Malheureusement, force est de constater que rares sont les notaires qui appliquent la réponse ministérielle CIOT.

Souvenez vous, la réponse ministérielle CIOT applicable à tous les décès depuis le 01/01/2016 précise :

« Conformément à l’article 1401 du code civil, et sous réserve de l’appréciation souveraine des juges du fond, la valeur de rachat des contrats d’assurance-vie souscrits avec des fonds communs et non dénoués lors de la liquidation d’une communauté conjugale à la suite du décès de l’époux bénéficiaire du contrat, fait partie de l’actif de communauté.

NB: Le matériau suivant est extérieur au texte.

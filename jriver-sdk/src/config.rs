//! Entry configuration
//!
//! One [`EntryConfig`] describes one media server the host talks to. It is
//! stored as JSON; every field but `host` has a default.

use std::path::{Path, PathBuf};
use std::time::Duration;

use serde::{Deserialize, Serialize};

use mcws_state::CoordinatorConfig;

use crate::browse::BrowsePath;
use crate::error::{Result, SdkError};

pub const DEFAULT_PORT: u16 = 52199;
pub const DEFAULT_TIMEOUT_SECS: u64 = 10;
pub const DEFAULT_SCAN_INTERVAL_SECS: u64 = 10;

fn default_port() -> u16 {
    DEFAULT_PORT
}

fn default_timeout() -> u64 {
    DEFAULT_TIMEOUT_SECS
}

fn default_scan_interval() -> u64 {
    DEFAULT_SCAN_INTERVAL_SECS
}

#[derive(Debug, Clone, PartialEq, Serialize, Deserialize)]
pub struct EntryConfig {
    pub host: String,

    /// Display name; falls back to the host
    #[serde(default)]
    pub name: Option<String>,

    #[serde(default = "default_port")]
    pub port: u16,

    #[serde(default)]
    pub ssl: bool,

    /// Request timeout in seconds, applied by the client
    #[serde(default = "default_timeout")]
    pub timeout: u64,

    #[serde(default)]
    pub username: Option<String>,

    #[serde(default)]
    pub password: Option<String>,

    /// Give every zone player a device of its own instead of sharing one
    #[serde(default)]
    pub device_per_zone: bool,

    /// Zones to expose as players; empty means one player for the active zone
    #[serde(default)]
    pub zones: Vec<String>,

    #[serde(default)]
    pub browse_paths: Vec<BrowsePath>,

    /// Seconds between timer-driven refreshes
    #[serde(default = "default_scan_interval")]
    pub scan_interval: u64,
}

impl EntryConfig {
    pub fn new(host: impl Into<String>) -> Self {
        Self {
            host: host.into(),
            name: None,
            port: DEFAULT_PORT,
            ssl: false,
            timeout: DEFAULT_TIMEOUT_SECS,
            username: None,
            password: None,
            device_per_zone: false,
            zones: Vec::new(),
            browse_paths: Vec::new(),
            scan_interval: DEFAULT_SCAN_INTERVAL_SECS,
        }
    }

    pub fn with_zones<I, S>(mut self, zones: I) -> Self
    where
        I: IntoIterator<Item = S>,
        S: Into<String>,
    {
        self.zones = zones.into_iter().map(Into::into).collect();
        self
    }

    pub fn with_browse_paths(mut self, paths: Vec<BrowsePath>) -> Self {
        self.browse_paths = paths;
        self
    }

    pub fn with_credentials(mut self, username: impl Into<String>, password: impl Into<String>) -> Self {
        self.username = Some(username.into());
        self.password = Some(password.into());
        self
    }

    pub fn display_name(&self) -> &str {
        self.name.as_deref().unwrap_or(&self.host)
    }

    pub fn timeout(&self) -> Duration {
        Duration::from_secs(self.timeout)
    }

    pub fn scan_interval(&self) -> Duration {
        Duration::from_secs(self.scan_interval)
    }

    /// Base URL of the MCWS endpoint
    pub fn base_url(&self) -> String {
        let scheme = if self.ssl { "https" } else { "http" };
        format!("{}://{}:{}/MCWS/v1/", scheme, self.host, self.port)
    }

    pub fn coordinator_config(&self) -> CoordinatorConfig {
        CoordinatorConfig::new()
            .with_scan_interval(self.scan_interval())
            .with_zones(self.zones.iter().cloned())
    }

    pub fn validate(&self) -> Result<()> {
        if self.host.trim().is_empty() {
            return Err(SdkError::Config("host must not be empty".to_string()));
        }

        if self.port == 0 {
            return Err(SdkError::Config("port must be greater than 0".to_string()));
        }

        if self.timeout == 0 {
            return Err(SdkError::Config("timeout must be greater than 0".to_string()));
        }

        if self.username.is_some() != self.password.is_some() {
            return Err(SdkError::Config(
                "username and password must be given together".to_string(),
            ));
        }

        self.coordinator_config()
            .validate()
            .map_err(|err| SdkError::Config(err.to_string()))
    }

    pub fn from_json_str(json: &str) -> Result<Self> {
        let config: EntryConfig = serde_json::from_str(json)?;
        config.validate()?;
        Ok(config)
    }

    pub fn load(path: impl AsRef<Path>) -> Result<Self> {
        let json = std::fs::read_to_string(path)?;
        Self::from_json_str(&json)
    }

    /// `<config dir>/jriver/entry.json`, when the platform has a config dir
    pub fn default_path() -> Option<PathBuf> {
        dirs::config_dir().map(|dir| dir.join(crate::DOMAIN).join("entry.json"))
    }
}
//! Media content ids
//!
//! Catalog entries carry string ids so the host can hand them back later:
//!
//! - `N|<node id>|<title>` for a browse folder
//! - `K|<key>` for a playable library item
//!
//! Ids are parsed once into [`ContentRef`]; anything else is rejected.

use std::fmt;
use std::str::FromStr;

use crate::error::SdkError;

/// Prefix of ids owned by the host's own media sources
pub const MEDIA_SOURCE_PREFIX: &str = "media-source://";

/// True for ids that belong to the host's media-source system
pub fn is_media_source_id(content_id: &str) -> bool {
    content_id.starts_with(MEDIA_SOURCE_PREFIX)
}

/// A parsed media content id
#[derive(Debug, Clone, PartialEq, Eq, Hash)]
pub enum ContentRef {
    /// Browse folder; playing it plays every file below the node
    Folder { node_id: i64, title: String },
    /// Single library item
    Item { key: String },
}

impl ContentRef {
    pub fn folder(node_id: i64, title: impl Into<String>) -> Self {
        ContentRef::Folder {
            node_id,
            title: title.into(),
        }
    }

    pub fn item(key: impl Into<String>) -> Self {
        ContentRef::Item { key: key.into() }
    }

    pub fn parse(content_id: &str) -> Result<Self, SdkError> {
        let invalid = || SdkError::InvalidContentId(content_id.to_string());

        if let Some(rest) = content_id.strip_prefix("N|") {
            let (node_id, title) = rest.split_once('|').ok_or_else(invalid)?;
            let node_id = node_id.parse::<i64>().map_err(|_| invalid())?;
            Ok(ContentRef::folder(node_id, title))
        } else if let Some(key) = content_id.strip_prefix("K|") {
            if key.is_empty() {
                return Err(invalid());
            }
            Ok(ContentRef::item(key))
        } else {
            Err(invalid())
        }
    }

    pub fn is_folder(&self) -> bool {
        matches!(self, ContentRef::Folder { .. })
    }
}

impl FromStr for ContentRef {
    type Err = SdkError;

    fn from_str(s: &str) -> Result<Self, Self::Err> {
        ContentRef::parse(s)
    }
}

impl fmt::Display for ContentRef {
    fn fmt(&self, f: &mut fmt::Formatter<'_>) -> fmt::Result {
        match self {
            ContentRef::Folder { node_id, title } => write!(f, "N|{}|{}", node_id, title),
            ContentRef::Item { key } => write!(f, "K|{}", key),
        }
    }
}

#[cfg(test)]
mod tests {
    use super::*;
    use proptest::prelude::*;

    #[test]
    fn test_parse_folder() {
        assert_eq!(
            ContentRef::parse("N|42|Rock").unwrap(),
            ContentRef::folder(42, "Rock")
        );
    }

    #[test]
    fn test_folder_title_may_contain_separator() {
        let parsed = ContentRef::parse("N|7|AC|DC").unwrap();
        assert_eq!(parsed, ContentRef::folder(7, "AC|DC"));
        assert_eq!(parsed.to_string(), "N|7|AC|DC");
    }

    #[test]
    fn test_parse_item() {
        assert_eq!(ContentRef::parse("K|abc123").unwrap(), ContentRef::item("abc123"));
    }

    #[test]
    fn test_rejects_malformed_ids() {
        for id in ["X|bad", "", "N|", "N|42", "N|forty|Rock", "K|", "k|abc", "42"] {
            assert!(
                matches!(ContentRef::parse(id), Err(SdkError::InvalidContentId(ref s)) if s == id),
                "{id:?} should be rejected"
            );
        }
    }

    #[test]
    fn test_media_source_detection() {
        assert!(is_media_source_id("media-source://radio_browser/abc"));
        assert!(!is_media_source_id("K|media-source://x"));
    }

    proptest! {
        #[test]
        fn prop_folder_ids_are_stable(node_id in any::<i64>(), title in "[^\\x00]{0,24}") {
            let content = ContentRef::folder(node_id, title);
            let reparsed = ContentRef::parse(&content.to_string()).unwrap();
            prop_assert_eq!(reparsed, content);
        }

        #[test]
        fn prop_unknown_prefixes_rejected(prefix in "[A-JL-MO-Z]", rest in ".{0,16}") {
            let id = format!("{}|{}", prefix, rest);
            prop_assert!(ContentRef::parse(&id).is_err());
        }
    }
}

En vertu de l’article 1475 du code civil, l’actif de communauté se partage ensuite par moitié entre les époux ».
==> C’est la raison pour laquelle, dans notre exemple, nous intégrons le contrat d’assurance vie souscrit par Madame DUPONT dans l’actif de succession pour moitié. Le contrat d’assurance vie souscrit par le conjoint du défunt devra être partagé avec les héritiers du défunt au même titre que tous les autres actifs et placements. 
« « afin de garantir la neutralité fiscale pour l’ensemble des héritiers lors du décès du premier époux, il est admis, pour les successions ouvertes à compter du 1er janvier 2016, qu’au plan fiscal la valeur de rachat d’un contrat d’assurance-vie souscrit avec des fonds communs et non dénoué à la date du décès de l’époux bénéficiaire de ce contrat, ne soit pas intégrée à l’actif de la communauté conjugale lors de sa liquidation, et ne constitue donc pas un élément de l’actif successoral pour le calcul des droits de mutation dus par les héritiers de l’époux prédécédé. »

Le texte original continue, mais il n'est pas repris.